How do I know when something is becoming an idol in my life?
--When one or more Christians who know me well warn me about it.
--When I want it with me 24 hours a day.
--When I think about it repeatedly as I'm drifting off to sleep.
--When I feel compelled to do it or to use it.
--When I check on it the first thing in the morning, the last thing at night, even though nothing bad would happen if I didn't check on it.
--When it crowds out the time that should belong to my family and my God and my neighbors.
--When I begin to think of myself in terms of "I'm a ________ person."
--When I feel powerless to control it.
--When I show it off repeatedly to all of my friends.
--When I'm embarrassed by how much time and money and pain and effort I've spent on it.

Little children, guard yourselves from idols.
--1 John 5:21

5 comments:

dfish said...

Some great tests for identifying an idol. How often I let things get such control. Thanks for the reminder.

Sreedhar Jeshurun said...

Hi greetings I visited this blog by clicking on the next blog button on mu blog.It's so interesting to hear the Bible techings in poetic form.


Kingdom Blessings!
Sreedhar Jeshurun

Jim Swindle said...

Thank you, dfish, for the encouragement.
And thank you, Sreedhar Jeshurun for visiting my blog. May the Lord use you in your work in India.

Ρωμανός ~ Romanós said...

All your points well made, but the first needs qualification: not just any Christian, maybe not even a Christian who knows me well, but a Christian who is a follower of Jesus, whatever else he is, and who speaks because He speaks, that is the Christian who may warn me about my idols.

I say this because I was crucified by my best friend, with whom I shared everything material and spiritual without reserve, only to be 'warned' that I was going off the path, and that it would cost me his friendship.

What was I guilty of? He claims that I was worshipping the Church, instead of Christ, that I had made it my idol. I did not defend myself, but loving the Church and being unwilling to criticise it constantly, is what I am guilty of. Being able to show patience with it and longsuffering, and to pray for it when I see it is taking a wrong turn, but not abandoning it because of its sinful members or even because it may hold to doctrines I don't accept, that is what he was accusing me of, and calling me to repent of.

All this, even when I defended him even when I knew he was in the wrong, because I trusted God to enlighten him at the right time, in the right way, with me or without me. I still trust Him to do that, but I will let God defend me, not myself.

Idols, yes, I have had a few, and I may never give up the idol entirely that is my own will, but I try every day to deconstruct what I want, so that Christ can construct in me what He wants.

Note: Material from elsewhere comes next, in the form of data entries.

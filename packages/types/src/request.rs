use serde::{Deserialize, Serialize};
use std::collections::HashMap;

/// Method of an inbound request, as written in route definitions.
#[derive(Debug, Clone, Serialize, Deserialize, PartialEq, Eq, Default)]
#[serde(rename_all = "UPPERCASE")]
pub enum Method {
    #[default]
    GET,
    POST,
    PUT,
    DELETE,
    PATCH,
    HEAD,
    OPTIONS,
}

/// An inbound request as seen by the mock engine.
///
/// The body store never modifies a request. Its fields are the raw material
/// the templating capability draws variables from.
#[derive(Debug, Clone, Serialize, Deserialize, Default, PartialEq)]
#[serde(rename_all = "camelCase")]
pub struct Request {
    #[serde(default)]
    pub method: Method,

    #[serde(default)]
    pub host: String,

    #[serde(default)]
    pub path: String,

    /// Query string parameters
    #[serde(default, skip_serializing_if = "HashMap::is_empty")]
    pub query: HashMap<String, String>,

    #[serde(default, skip_serializing_if = "HashMap::is_empty")]
    pub headers: HashMap<String, String>,

    #[serde(default, skip_serializing_if = "HashMap::is_empty")]
    pub cookies: HashMap<String, String>,

    /// Raw request body
    #[serde(default, skip_serializing_if = "String::is_empty")]
    pub body: String,
}

impl Request {
    pub fn new(method: Method, path: impl Into<String>) -> Self {
        Self {
            method,
            path: path.into(),
            ..Default::default()
        }
    }

    pub fn get(path: impl Into<String>) -> Self {
        Self::new(Method::GET, path)
    }

    pub fn post(path: impl Into<String>) -> Self {
        Self::new(Method::POST, path)
    }

    pub fn put(path: impl Into<String>) -> Self {
        Self::new(Method::PUT, path)
    }

    pub fn delete(path: impl Into<String>) -> Self {
        Self::new(Method::DELETE, path)
    }

    pub fn with_host(mut self, host: impl Into<String>) -> Self {
        self.host = host.into();
        self
    }

    pub fn with_body(mut self, body: impl Into<String>) -> Self {
        self.body = body.into();
        self
    }

    pub fn with_header(mut self, name: impl Into<String>, value: impl Into<String>) -> Self {
        self.headers.insert(name.into(), value.into());
        self
    }

    pub fn with_query(mut self, name: impl Into<String>, value: impl Into<String>) -> Self {
        self.query.insert(name.into(), value.into());
        self
    }

    pub fn with_cookie(mut self, name: impl Into<String>, value: impl Into<String>) -> Self {
        self.cookies.insert(name.into(), value.into());
        self
    }
}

"When I want it with me 24 hours a day…" yes, there is that, and it is the Bible. I take a copy of it with me whenever I leave the house. I sometimes sleep with it in the crook of my arm after having been comforted by it, sleeping alone on my bed. Yet this Book is not my idol, because I know Whom it is I love, but more importantly, Who loves me.

In His presence, all idols fall flat on their faces, as the ancient Church sings in its hymns about the entry of the infant Jesus into Egypt. Whether or not this happened historically (the falling down of the idols), it is the truth nonetheless. Nothing unreal or defiled can stand in the presence of the Real and Undefiled, the Faithful and the True Witness, who reveals the Father to us, and makes us share with Him His table and His throne.

Jim Swindle said...

Romanós, I did not know of that great pain in your life. My heart aches with yours. In writing the list, I was thinking more of my own sins than of the sins of others. As for whether you are guilty of idolatry in a particular area, the Lord knows far better than I. As near as I can tell, you are a genuine believer in Jesus; a man who loves the Lord Jesus of the Bible more than anything or anyone else. I can't say that of very many people.
I don't always agree with what you write, and I don't harbor illusions that you are already perfect. Still, the Lord has spoken to me through you several times. You have challenged and corrected me. I'd like to some day have as much spiritual maturity in some areas as you do.
May the Lord grant you a heart full of love and forgiveness toward those who have wounded you the most, and may he grant you wisdom concerning how to relate to your church. It's right to love any church that qualifies for that holy name--including some churches that, like some in the New Testament, are still immoral and impure in a number of ways. Where do we draw the line between a real church and something that's called a church, but isn't? I'm not completely sure. I'm merely sure that my spirit says you're a real Christian...yet that I should preach to you, as to myself, that we should strive to make our calling and election sure.